Ankrah was born in Kumasi Ghana but moved to Europe to settle with his parents in Amsterdam at an early age, and began making music in his early school days. He had his elementary education at Kings International School in Kumasi, Ghana and then attended ROC Flevoland in the Netherlands before earning himself a bachelor's degree in International Music Management from Inholland University of Applied Sciences.

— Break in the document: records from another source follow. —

use std::fmt::Display;

use serde::{Deserialize, Serialize};

use crate::mdo_type::MdoType;

/// Kinds of source modules an object can own.
///
/// BSL modules live in `.bsl` files next to the object's metadata, OneScript modules are
/// standalone `.os` files.
#[derive(Debug, Clone, Copy, PartialEq, Eq, Hash, PartialOrd, Ord, Serialize, Deserialize)]
pub enum ModuleType {
    BotModule,
    IntegrationServiceModule,
    CommandModule,
    CommonModule,
    ObjectModule,
    ManagerModule,
    FormModule,
    RecordSetModule,
    ValueManagerModule,
    ApplicationModule,
    ManagedApplicationModule,
    SessionModule,
    ExternalConnectionModule,
    OrdinaryApplicationModule,
    HttpServiceModule,
    WebServiceModule,
    RecalculationModule,
    OScriptClass,
    OScriptModule,
    Unknown,
}

const OSCRIPT_MODULE_TYPES: &[ModuleType] = &[ModuleType::OScriptClass, ModuleType::OScriptModule];

impl ModuleType {
    pub const ALL: &'static [Self] = &[
        Self::BotModule,
        Self::IntegrationServiceModule,
        Self::CommandModule,
        Self::CommonModule,
        Self::ObjectModule,
        Self::ManagerModule,
        Self::FormModule,
        Self::RecordSetModule,
        Self::ValueManagerModule,
        Self::ApplicationModule,
        Self::ManagedApplicationModule,
        Self::SessionModule,
        Self::ExternalConnectionModule,
        Self::OrdinaryApplicationModule,
        Self::HttpServiceModule,
        Self::WebServiceModule,
        Self::RecalculationModule,
        Self::OScriptClass,
        Self::OScriptModule,
        Self::Unknown,
    ];

    /// Name of the file the module is stored in; empty for `Unknown`.
    #[must_use]
    pub const fn file_name(&self) -> &'static str {
        match self {
            Self::BotModule
            | Self::IntegrationServiceModule
            | Self::CommonModule
            | Self::FormModule
            | Self::HttpServiceModule
            | Self::WebServiceModule => "Module.bsl",
            Self::CommandModule => "CommandModule.bsl",
            Self::ObjectModule => "ObjectModule.bsl",
            Self::ManagerModule => "ManagerModule.bsl",
            Self::RecordSetModule | Self::RecalculationModule => "RecordSetModule.bsl",
            Self::ValueManagerModule => "ValueManagerModule.bsl",
            Self::ApplicationModule => "ApplicationModule.bsl",
            Self::ManagedApplicationModule => "ManagedApplicationModule.bsl",
            Self::SessionModule => "SessionModule.bsl",
            Self::ExternalConnectionModule => "ExternalConnectionModule.bsl",
            Self::OrdinaryApplicationModule => "OrdinaryApplicationModule.bsl",
            Self::OScriptClass => "Class.os",
            Self::OScriptModule => "Module.os",
            Self::Unknown => "",
        }
    }

    #[must_use]
    pub const fn as_str(&self) -> &'static str {
        match self {
            Self::BotModule => "BotModule",
            Self::IntegrationServiceModule => "IntegrationServiceModule",
            Self::CommandModule => "CommandModule",
            Self::CommonModule => "CommonModule",
            Self::ObjectModule => "ObjectModule",
            Self::ManagerModule => "ManagerModule",
            Self::FormModule => "FormModule",
            Self::RecordSetModule => "RecordSetModule",
            Self::ValueManagerModule => "ValueManagerModule",
            Self::ApplicationModule => "ApplicationModule",
            Self::ManagedApplicationModule => "ManagedApplicationModule",
            Self::SessionModule => "SessionModule",
            Self::ExternalConnectionModule => "ExternalConnectionModule",
            Self::OrdinaryApplicationModule => "OrdinaryApplicationModule",
            Self::HttpServiceModule => "HTTPServiceModule",
            Self::WebServiceModule => "WEBServiceModule",
            Self::RecalculationModule => "RecalculationModule",
            Self::OScriptClass => "OScriptClass",
            Self::OScriptModule => "OScriptModule",
            Self::Unknown => "UNKNOWN",
        }
    }

    /// Module kinds an object of the given metadata kind can own.
    #[must_use]
    pub const fn by_mdo_type(mdo_type: MdoType) -> &'static [Self] {
        match mdo_type {
            MdoType::IntegrationService => &[Self::IntegrationServiceModule],
            MdoType::Bot => &[Self::BotModule],
            MdoType::AccountingRegister
            | MdoType::AccumulationRegister
            | MdoType::CalculationRegister
            | MdoType::InformationRegister
            | MdoType::ExternalDataSourceTable => &[Self::ManagerModule, Self::RecordSetModule],
            MdoType::BusinessProcess
            | MdoType::Catalog
            | MdoType::ChartOfAccounts
            | MdoType::ChartOfCalculationTypes
            | MdoType::ChartOfCharacteristicTypes
            | MdoType::DataProcessor
            | MdoType::Document
            | MdoType::ExchangePlan
            | MdoType::Report
            | MdoType::Task => &[Self::ManagerModule, Self::ObjectModule],
            MdoType::CommonCommand | MdoType::Command => &[Self::CommandModule],
            MdoType::CommonForm | MdoType::Form => &[Self::FormModule],
            MdoType::CommonModule => &[Self::CommonModule],
            MdoType::Configuration => &[
                Self::ApplicationModule,
                Self::SessionModule,
                Self::ExternalConnectionModule,
                Self::ManagedApplicationModule,
                Self::OrdinaryApplicationModule,
            ],
            MdoType::Constant => &[Self::ValueManagerModule, Self::ManagerModule],
            MdoType::DocumentJournal
            | MdoType::Enum
            | MdoType::FilterCriterion
            | MdoType::SettingsStorage => &[Self::ManagerModule],
            MdoType::HttpService => &[Self::HttpServiceModule],
            MdoType::Sequence => &[Self::RecordSetModule],
            MdoType::WebService => &[Self::WebServiceModule],
            MdoType::Recalculation => &[Self::RecalculationModule],
            MdoType::ExternalDataProcessor | MdoType::ExternalReport => &[Self::ObjectModule],
            _ => &[],
        }
    }

    #[must_use]
    pub const fn oscript_module_types() -> &'static [Self] {
        OSCRIPT_MODULE_TYPES
    }

    /// Module kinds stored under the given file name, compared without case.
    #[must_use]
    pub fn from_file_name(file_name: &str) -> Vec<Self> {
        Self::ALL
            .iter()
            .filter(|module_type| {
                !module_type.file_name().is_empty()
                    && module_type.file_name().eq_ignore_ascii_case(file_name)
            })
            .copied()
            .collect()
    }
}

impl Display for ModuleType {
    fn fmt(&self, f: &mut std::fmt::Formatter<'_>) -> std::fmt::Result {
        write!(f, "{}", self.as_str())
    }
}

#[cfg(test)]
mod tests {
    use super::*;
    use rstest::rstest;

    #[rstest]
    #[case(MdoType::Form, &[ModuleType::FormModule])]
    #[case(MdoType::Recalculation, &[ModuleType::RecalculationModule])]
    #[case(MdoType::AccountingRegister, &[ModuleType::ManagerModule, ModuleType::RecordSetModule])]
    #[case(MdoType::Catalog, &[ModuleType::ManagerModule, ModuleType::ObjectModule])]
    #[case(MdoType::Constant, &[ModuleType::ValueManagerModule, ModuleType::ManagerModule])]
    #[case(MdoType::ExternalReport, &[ModuleType::ObjectModule])]
    #[case(MdoType::Attribute, &[])]
    #[case(MdoType::Template, &[])]
    #[case(MdoType::Unknown, &[])]
    fn test_by_mdo_type(#[case] mdo_type: MdoType, #[case] expected: &[ModuleType]) {
        assert_eq!(ModuleType::by_mdo_type(mdo_type), expected);
    }

    #[test]
    fn test_configuration_modules() {
        let modules = ModuleType::by_mdo_type(MdoType::Configuration);
        assert_eq!(modules.len(), 5);
        assert!(modules.contains(&ModuleType::SessionModule));
        assert!(modules.contains(&ModuleType::OrdinaryApplicationModule));
    }

    #[test]
    fn test_oscript_module_types() {
        assert_eq!(
            ModuleType::oscript_module_types(),
            &[ModuleType::OScriptClass, ModuleType::OScriptModule]
        );
    }

    #[rstest]
    #[case(ModuleType::RecalculationModule, "RecordSetModule.bsl")]
    #[case(ModuleType::HttpServiceModule, "Module.bsl")]
    #[case(ModuleType::OScriptClass, "Class.os")]
    #[case(ModuleType::Unknown, "")]
    fn test_file_name(#[case] module_type: ModuleType, #[case] expected: &str) {
        assert_eq!(module_type.file_name(), expected);
    }

    #[test]
    fn test_from_file_name() {
        assert_eq!(
            ModuleType::from_file_name("objectmodule.bsl"),
            vec![ModuleType::ObjectModule]
        );
        assert_eq!(
            ModuleType::from_file_name("RecordSetModule.bsl"),
            vec![ModuleType::RecordSetModule, ModuleType::RecalculationModule]
        );
        assert_eq!(ModuleType::from_file_name("Module.bsl").len(), 6);
        assert!(ModuleType::from_file_name("").is_empty());
    }

    #[test]
    fn test_display() {
        assert_eq!(ModuleType::HttpServiceModule.to_string(), "HTTPServiceModule");
    }
}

Recognition and musical style
Flexclusive caught the public's eye when he released the remix version of his single “Anything For You” featuring “Itz Tiffany”, which enjoyed massive airplay Ghana, the Netherlands, Belgium, UK, Canada and the US. In 2013 Flexclusive was nominated and won the best song of the year with the hit single "The One" at the African Diaspora Awards which was held in Amsterdam, Netherlands. In 2014 he was nominated for the African Diaspora Awards for the best song of the year and the best collaboration of the year.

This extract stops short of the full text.